*Records provided*

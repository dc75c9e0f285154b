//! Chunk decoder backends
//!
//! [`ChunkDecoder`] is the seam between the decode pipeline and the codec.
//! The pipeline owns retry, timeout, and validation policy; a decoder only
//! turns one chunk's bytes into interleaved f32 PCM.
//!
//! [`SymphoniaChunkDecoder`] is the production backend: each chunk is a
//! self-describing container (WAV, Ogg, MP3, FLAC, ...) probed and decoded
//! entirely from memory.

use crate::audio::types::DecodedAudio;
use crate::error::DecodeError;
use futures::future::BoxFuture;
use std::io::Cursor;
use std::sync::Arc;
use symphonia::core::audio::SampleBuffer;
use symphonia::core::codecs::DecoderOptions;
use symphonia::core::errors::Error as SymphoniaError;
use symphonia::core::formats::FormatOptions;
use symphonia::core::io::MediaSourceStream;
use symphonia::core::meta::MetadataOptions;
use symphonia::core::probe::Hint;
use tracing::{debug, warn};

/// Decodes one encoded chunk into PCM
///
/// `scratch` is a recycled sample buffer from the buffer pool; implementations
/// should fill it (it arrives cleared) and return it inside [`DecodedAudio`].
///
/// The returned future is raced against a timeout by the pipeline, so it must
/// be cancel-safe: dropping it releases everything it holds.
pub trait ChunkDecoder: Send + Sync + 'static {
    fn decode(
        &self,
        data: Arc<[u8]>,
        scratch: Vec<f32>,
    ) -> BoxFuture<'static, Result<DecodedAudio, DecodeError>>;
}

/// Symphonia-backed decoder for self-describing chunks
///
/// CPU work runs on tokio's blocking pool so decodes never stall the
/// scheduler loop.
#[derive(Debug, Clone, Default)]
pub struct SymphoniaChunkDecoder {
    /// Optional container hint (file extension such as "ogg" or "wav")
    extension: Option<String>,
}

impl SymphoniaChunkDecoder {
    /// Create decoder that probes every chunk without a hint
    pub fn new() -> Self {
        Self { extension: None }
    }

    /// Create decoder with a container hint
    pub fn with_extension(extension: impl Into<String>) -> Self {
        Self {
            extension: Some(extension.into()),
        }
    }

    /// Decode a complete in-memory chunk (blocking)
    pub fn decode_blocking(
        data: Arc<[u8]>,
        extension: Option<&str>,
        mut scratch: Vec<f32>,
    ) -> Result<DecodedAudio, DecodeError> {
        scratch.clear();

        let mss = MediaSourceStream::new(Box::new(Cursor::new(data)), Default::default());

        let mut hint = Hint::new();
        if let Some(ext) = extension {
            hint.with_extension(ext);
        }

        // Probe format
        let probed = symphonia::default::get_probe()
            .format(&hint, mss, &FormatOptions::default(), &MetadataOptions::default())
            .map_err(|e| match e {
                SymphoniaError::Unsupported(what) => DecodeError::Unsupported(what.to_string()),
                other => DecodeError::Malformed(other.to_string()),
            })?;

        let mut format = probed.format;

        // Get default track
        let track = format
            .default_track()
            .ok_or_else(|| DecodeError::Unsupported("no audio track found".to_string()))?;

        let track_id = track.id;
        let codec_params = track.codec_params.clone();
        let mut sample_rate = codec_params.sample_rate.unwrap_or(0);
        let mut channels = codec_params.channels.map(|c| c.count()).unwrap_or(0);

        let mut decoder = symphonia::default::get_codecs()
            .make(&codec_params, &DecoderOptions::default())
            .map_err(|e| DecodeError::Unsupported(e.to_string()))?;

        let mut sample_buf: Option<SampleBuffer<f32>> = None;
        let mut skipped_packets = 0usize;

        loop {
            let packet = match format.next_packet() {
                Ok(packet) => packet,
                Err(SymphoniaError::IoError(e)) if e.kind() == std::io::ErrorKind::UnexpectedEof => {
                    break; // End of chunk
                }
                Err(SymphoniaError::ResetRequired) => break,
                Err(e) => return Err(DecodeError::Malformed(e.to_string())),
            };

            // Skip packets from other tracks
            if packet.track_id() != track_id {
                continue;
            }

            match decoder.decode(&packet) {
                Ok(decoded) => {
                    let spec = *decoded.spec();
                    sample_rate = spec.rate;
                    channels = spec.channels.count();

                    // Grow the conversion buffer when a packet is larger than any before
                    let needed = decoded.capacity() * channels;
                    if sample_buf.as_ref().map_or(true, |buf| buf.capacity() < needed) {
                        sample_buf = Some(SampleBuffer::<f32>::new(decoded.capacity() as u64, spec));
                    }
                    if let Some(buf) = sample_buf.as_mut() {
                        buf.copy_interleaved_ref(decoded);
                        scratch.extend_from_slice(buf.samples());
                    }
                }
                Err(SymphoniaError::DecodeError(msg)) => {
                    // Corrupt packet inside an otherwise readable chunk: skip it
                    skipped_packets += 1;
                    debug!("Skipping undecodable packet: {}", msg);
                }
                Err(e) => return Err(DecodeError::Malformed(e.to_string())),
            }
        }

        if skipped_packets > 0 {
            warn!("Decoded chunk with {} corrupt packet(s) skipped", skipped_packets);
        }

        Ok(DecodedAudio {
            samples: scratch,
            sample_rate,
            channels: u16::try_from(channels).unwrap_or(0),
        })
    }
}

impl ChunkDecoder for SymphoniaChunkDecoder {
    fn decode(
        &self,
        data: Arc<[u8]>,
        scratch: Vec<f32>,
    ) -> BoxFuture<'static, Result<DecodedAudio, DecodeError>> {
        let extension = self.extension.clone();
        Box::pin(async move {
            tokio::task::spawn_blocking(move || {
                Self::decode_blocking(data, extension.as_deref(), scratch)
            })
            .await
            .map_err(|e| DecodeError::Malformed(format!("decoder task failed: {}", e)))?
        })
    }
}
==
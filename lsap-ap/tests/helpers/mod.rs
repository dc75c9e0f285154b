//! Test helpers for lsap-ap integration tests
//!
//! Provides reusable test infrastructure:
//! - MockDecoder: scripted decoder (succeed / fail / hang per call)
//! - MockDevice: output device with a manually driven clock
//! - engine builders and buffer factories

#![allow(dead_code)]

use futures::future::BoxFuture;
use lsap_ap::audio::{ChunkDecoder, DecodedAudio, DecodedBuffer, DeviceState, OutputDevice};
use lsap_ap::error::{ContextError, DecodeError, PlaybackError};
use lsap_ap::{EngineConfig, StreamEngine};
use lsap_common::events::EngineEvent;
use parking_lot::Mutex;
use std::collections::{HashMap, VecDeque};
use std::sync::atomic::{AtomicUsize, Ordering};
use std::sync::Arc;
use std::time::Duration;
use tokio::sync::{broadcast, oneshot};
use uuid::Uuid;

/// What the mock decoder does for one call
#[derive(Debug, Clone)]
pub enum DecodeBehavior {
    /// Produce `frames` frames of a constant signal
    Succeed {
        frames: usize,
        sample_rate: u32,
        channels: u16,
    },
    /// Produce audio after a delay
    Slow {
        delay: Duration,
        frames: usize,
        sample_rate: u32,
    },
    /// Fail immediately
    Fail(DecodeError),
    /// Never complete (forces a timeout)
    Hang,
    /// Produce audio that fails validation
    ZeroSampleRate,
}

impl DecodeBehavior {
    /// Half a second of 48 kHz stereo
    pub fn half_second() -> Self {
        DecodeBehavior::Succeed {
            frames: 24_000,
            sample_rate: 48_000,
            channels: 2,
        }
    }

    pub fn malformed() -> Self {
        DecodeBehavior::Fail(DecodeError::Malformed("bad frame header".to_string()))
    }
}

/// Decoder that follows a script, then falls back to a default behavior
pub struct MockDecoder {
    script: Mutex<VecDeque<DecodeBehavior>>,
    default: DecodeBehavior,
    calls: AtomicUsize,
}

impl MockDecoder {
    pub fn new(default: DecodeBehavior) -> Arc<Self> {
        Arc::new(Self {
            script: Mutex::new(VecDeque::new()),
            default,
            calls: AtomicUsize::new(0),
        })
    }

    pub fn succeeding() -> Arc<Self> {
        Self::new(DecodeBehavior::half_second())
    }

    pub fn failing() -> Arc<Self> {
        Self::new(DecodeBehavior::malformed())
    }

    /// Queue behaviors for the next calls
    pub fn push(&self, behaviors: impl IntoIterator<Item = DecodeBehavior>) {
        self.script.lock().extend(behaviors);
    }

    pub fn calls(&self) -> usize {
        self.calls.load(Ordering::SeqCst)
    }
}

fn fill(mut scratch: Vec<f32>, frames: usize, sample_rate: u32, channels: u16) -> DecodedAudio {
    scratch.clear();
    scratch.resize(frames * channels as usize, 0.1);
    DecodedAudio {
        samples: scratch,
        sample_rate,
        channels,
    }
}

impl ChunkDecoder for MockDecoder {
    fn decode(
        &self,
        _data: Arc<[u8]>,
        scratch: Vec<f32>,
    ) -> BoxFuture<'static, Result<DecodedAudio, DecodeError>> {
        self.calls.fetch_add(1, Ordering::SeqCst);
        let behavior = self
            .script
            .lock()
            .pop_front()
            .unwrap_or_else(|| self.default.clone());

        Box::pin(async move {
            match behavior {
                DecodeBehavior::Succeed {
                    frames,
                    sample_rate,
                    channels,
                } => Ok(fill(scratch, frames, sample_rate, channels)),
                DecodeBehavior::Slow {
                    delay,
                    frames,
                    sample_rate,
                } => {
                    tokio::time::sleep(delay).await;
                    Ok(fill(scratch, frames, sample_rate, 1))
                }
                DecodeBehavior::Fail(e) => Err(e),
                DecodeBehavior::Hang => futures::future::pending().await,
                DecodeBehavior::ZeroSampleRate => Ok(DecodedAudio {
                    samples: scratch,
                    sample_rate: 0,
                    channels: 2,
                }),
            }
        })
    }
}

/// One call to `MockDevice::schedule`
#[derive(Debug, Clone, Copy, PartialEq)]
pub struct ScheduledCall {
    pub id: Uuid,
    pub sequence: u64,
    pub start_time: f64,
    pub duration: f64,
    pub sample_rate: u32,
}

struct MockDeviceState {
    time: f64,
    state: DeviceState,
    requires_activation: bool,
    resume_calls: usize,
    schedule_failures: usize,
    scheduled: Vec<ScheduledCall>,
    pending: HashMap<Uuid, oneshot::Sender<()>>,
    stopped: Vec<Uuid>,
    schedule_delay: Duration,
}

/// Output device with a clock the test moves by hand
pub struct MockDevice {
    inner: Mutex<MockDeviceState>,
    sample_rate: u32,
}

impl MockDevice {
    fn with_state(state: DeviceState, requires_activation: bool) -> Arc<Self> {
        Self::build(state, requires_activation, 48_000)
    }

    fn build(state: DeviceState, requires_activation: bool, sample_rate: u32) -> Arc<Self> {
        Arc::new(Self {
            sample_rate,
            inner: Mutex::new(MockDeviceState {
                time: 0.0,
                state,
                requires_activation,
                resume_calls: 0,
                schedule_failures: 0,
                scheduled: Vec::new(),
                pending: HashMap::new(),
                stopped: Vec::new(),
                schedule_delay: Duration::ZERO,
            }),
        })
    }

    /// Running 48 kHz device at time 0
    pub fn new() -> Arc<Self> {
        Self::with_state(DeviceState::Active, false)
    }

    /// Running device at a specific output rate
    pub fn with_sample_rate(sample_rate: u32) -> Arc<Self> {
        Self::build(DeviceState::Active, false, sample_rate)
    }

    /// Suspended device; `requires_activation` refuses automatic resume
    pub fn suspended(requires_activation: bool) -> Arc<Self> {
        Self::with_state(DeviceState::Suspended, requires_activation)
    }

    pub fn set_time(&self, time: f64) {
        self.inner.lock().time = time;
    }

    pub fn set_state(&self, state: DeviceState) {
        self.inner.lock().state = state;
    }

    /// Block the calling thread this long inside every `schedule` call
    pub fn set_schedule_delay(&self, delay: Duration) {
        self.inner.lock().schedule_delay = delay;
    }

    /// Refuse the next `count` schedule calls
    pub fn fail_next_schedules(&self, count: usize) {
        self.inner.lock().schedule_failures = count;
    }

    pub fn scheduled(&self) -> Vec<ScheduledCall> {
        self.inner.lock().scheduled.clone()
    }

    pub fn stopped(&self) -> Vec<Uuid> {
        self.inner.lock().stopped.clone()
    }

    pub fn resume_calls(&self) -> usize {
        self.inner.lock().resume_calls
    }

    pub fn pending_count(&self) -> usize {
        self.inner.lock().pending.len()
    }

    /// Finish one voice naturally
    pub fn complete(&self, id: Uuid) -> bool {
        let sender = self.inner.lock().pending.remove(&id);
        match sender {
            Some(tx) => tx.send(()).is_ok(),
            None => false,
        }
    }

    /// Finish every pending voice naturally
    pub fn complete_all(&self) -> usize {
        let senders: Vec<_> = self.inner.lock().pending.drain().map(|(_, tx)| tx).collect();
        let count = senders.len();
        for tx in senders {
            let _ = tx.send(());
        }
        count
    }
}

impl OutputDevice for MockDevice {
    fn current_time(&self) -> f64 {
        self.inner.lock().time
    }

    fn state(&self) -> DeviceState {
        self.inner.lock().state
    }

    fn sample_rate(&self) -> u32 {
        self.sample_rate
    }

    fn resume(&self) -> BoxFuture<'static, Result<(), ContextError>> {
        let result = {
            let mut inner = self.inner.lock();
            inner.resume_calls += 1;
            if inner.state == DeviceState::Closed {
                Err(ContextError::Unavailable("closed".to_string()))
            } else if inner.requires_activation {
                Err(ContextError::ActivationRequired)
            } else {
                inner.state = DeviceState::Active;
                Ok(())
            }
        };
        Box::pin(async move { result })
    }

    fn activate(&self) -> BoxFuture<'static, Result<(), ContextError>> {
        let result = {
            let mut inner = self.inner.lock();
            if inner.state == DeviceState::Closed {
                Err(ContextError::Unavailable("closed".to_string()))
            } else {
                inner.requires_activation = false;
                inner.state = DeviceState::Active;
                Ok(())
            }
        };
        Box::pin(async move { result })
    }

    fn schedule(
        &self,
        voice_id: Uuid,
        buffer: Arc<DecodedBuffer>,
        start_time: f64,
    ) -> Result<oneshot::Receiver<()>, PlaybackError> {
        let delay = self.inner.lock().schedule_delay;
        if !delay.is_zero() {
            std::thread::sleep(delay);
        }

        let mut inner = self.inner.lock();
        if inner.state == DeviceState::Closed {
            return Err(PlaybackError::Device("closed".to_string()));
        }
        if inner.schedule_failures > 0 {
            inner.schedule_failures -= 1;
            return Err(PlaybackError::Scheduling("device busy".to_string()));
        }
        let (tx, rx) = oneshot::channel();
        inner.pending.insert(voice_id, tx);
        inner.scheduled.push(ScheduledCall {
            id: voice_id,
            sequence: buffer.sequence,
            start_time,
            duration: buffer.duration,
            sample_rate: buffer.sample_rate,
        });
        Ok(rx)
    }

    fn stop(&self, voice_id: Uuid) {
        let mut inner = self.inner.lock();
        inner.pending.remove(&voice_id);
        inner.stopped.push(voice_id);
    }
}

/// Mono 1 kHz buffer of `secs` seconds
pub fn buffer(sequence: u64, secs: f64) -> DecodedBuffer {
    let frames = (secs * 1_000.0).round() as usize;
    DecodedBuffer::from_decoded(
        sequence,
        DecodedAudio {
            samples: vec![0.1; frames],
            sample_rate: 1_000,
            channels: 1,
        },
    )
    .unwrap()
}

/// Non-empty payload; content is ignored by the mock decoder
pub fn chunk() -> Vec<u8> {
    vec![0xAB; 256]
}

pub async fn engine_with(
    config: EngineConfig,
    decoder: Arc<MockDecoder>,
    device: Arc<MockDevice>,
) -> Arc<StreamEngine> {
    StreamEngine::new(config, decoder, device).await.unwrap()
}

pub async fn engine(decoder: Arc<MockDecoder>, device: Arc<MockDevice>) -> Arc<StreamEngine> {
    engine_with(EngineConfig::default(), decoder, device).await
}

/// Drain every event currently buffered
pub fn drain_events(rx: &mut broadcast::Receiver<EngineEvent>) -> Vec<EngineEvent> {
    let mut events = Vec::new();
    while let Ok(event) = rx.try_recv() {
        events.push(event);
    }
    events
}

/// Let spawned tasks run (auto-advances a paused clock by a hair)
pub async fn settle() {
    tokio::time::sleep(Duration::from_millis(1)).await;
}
---
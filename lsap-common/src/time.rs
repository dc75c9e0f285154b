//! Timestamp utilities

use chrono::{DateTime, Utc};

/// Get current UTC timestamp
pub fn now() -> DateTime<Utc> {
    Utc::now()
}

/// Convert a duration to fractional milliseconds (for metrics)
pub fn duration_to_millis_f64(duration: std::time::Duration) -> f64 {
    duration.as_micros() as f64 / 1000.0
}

*Exercise goal*
For the word "filename", go through the records and show each line that carries it.

*Task answer*
filename lsap-ap/tests/helpers/mod.rs
filename lsap-common/src/time.rs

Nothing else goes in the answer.